> **Exercise aim**
Write out the entries below exactly. End with the line that contains "batches to the".

> **Given data**
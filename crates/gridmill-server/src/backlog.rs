use std::collections::VecDeque;

use gridmill_cluster::ClientHandle;
use gridmill_core::types::Chunk;

/// A chunk selected for execution together with the client it came from.
pub struct Assignment<T> {
    pub client: ClientHandle<T>,
    pub chunk: Chunk<T>,
}

/// Outcome of one dispatcher walk: the selected chunks plus the clients whose
/// batch just drained and should be asked for more.
pub struct Dispatch<T> {
    pub assignments: Vec<Assignment<T>>,
    pub refills: Vec<ClientHandle<T>>,
}

struct BatchEntry<T> {
    client: ClientHandle<T>,
    chunks: VecDeque<Chunk<T>>,
}

/// Ordered sequence of pending chunk batches, one entry per arrival.
///
/// New batches are prepended, but `take` rotates surviving batches to the
/// tail after each pop, so concurrent jobs interleave at chunk granularity
/// regardless of batch size.
pub struct Backlog<T> {
    batches: VecDeque<BatchEntry<T>>,
}

impl<T> Backlog<T> {
    pub fn new() -> Self {
        Self {
            batches: VecDeque::new(),
        }
    }

    pub fn push_load(&mut self, client: ClientHandle<T>, chunks: Vec<Chunk<T>>) {
        if chunks.is_empty() {
            return;
        }
        self.batches.push_front(BatchEntry {
            client,
            chunks: chunks.into(),
        });
    }

    pub fn chunk_count(&self) -> usize {
        self.batches.iter().map(|b| b.chunks.len()).sum()
    }

    pub fn is_empty(&self) -> bool {
        self.batches.iter().all(|b| b.chunks.is_empty())
    }

    /// Pulls up to `n` chunks round-robin across batches.
    ///
    /// Head batch gives up its head chunk; a batch that still has chunks is
    /// rotated to the tail, a batch drained by the pop is dropped and its
    /// client recorded for a refill request.
    pub fn take(&mut self, n: usize) -> Dispatch<T> {
        let mut out = Dispatch {
            assignments: Vec::new(),
            refills: Vec::new(),
        };
        while out.assignments.len() < n {
            let Some(mut entry) = self.batches.pop_front() else {
                break;
            };
            let Some(chunk) = entry.chunks.pop_front() else {
                continue;
            };
            let client = entry.client.clone();
            if entry.chunks.is_empty() {
                out.refills.push(entry.client);
            } else {
                self.batches.push_back(entry);
            }
            out.assignments.push(Assignment { client, chunk });
        }
        out
    }
}

impl<T> Default for Backlog<T> {
    fn default() -> Self {
        Self::new()
    }
}

#[cfg(test)]
mod tests {
    use std::sync::Arc;

    use gridmill_core::types::{CalcFn, ChunkFuncs, ClientId, JobRef};

    use super::*;

    fn chunk(client: &ClientHandle<i64>, job: &str, seq: u64) -> Chunk<i64> {
        let calc: CalcFn<i64> = Arc::new(|v| Ok(*v));
        Chunk::new(
            client.id().clone(),
            JobRef(job.to_string()),
            seq,
            ChunkFuncs::new(calc),
            vec![seq as i64],
        )
    }

    fn client(id: &str) -> ClientHandle<i64> {
        ClientHandle::new(ClientId(id.to_string())).0
    }

    fn tags(dispatch: &Dispatch<i64>) -> Vec<(String, u64)> {
        dispatch
            .assignments
            .iter()
            .map(|a| (a.chunk.job.0.clone(), a.chunk.seq))
            .collect()
    }

    #[test]
    fn take_on_empty_backlog_is_empty() {
        let mut backlog: Backlog<i64> = Backlog::new();
        let d = backlog.take(4);
        assert!(d.assignments.is_empty());
        assert!(d.refills.is_empty());
    }

    #[test]
    fn interleaves_two_jobs_chunk_by_chunk() {
        let c = client("c1");
        let mut backlog = Backlog::new();
        backlog.push_load(
            c.clone(),
            (0..3).map(|i| chunk(&c, "job-a", i)).collect(),
        );
        backlog.push_load(
            c.clone(),
            (0..3).map(|i| chunk(&c, "job-b", i)).collect(),
        );

        let d = backlog.take(6);
        assert_eq!(
            tags(&d),
            vec![
                ("job-b".to_string(), 0),
                ("job-a".to_string(), 0),
                ("job-b".to_string(), 1),
                ("job-a".to_string(), 1),
                ("job-b".to_string(), 2),
                ("job-a".to_string(), 2),
            ]
        );
        assert_eq!(d.refills.len(), 2);
        assert!(backlog.is_empty());
    }

    #[test]
    fn draining_a_batch_records_a_refill() {
        let c = client("c1");
        let mut backlog = Backlog::new();
        backlog.push_load(
            c.clone(),
            (0..4).map(|i| chunk(&c, "job-a", i)).collect(),
        );

        let d = backlog.take(4);
        assert_eq!(d.assignments.len(), 4);
        assert_eq!(d.refills.len(), 1);
        assert_eq!(d.refills[0].id(), c.id());
    }

    #[test]
    fn partial_take_rotates_but_does_not_refill() {
        let c = client("c1");
        let mut backlog = Backlog::new();
        backlog.push_load(
            c.clone(),
            (0..4).map(|i| chunk(&c, "job-a", i)).collect(),
        );

        let d = backlog.take(2);
        assert_eq!(d.assignments.len(), 2);
        assert!(d.refills.is_empty());
        assert_eq!(backlog.chunk_count(), 2);
    }

    #[test]
    fn empty_load_is_ignored() {
        let c = client("c1");
        let mut backlog: Backlog<i64> = Backlog::new();
        backlog.push_load(c, vec![]);
        assert!(backlog.is_empty());
        assert_eq!(backlog.chunk_count(), 0);
    }
}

> **Answer section**
filename crates/gridmill-server/src/backlog.rs
use std::collections::VecDeque;

use gridmill_cluster::ClientHandle;
use gridmill_core::types::Chunk;

/// A chunk selected for execution together with the client it came from.
pub struct Assignment<T> {
    pub client: ClientHandle<T>,
    pub chunk: Chunk<T>,
}

/// Outcome of one dispatcher walk: the selected chunks plus the clients whose
/// batch just drained and should be asked for more.
pub struct Dispatch<T> {
    pub assignments: Vec<Assignment<T>>,
    pub refills: Vec<ClientHandle<T>>,
}

struct BatchEntry<T> {
    client: ClientHandle<T>,
    chunks: VecDeque<Chunk<T>>,
}

/// Ordered sequence of pending chunk batches, one entry per arrival.
///
/// New batches are prepended, but `take` rotates surviving batches to the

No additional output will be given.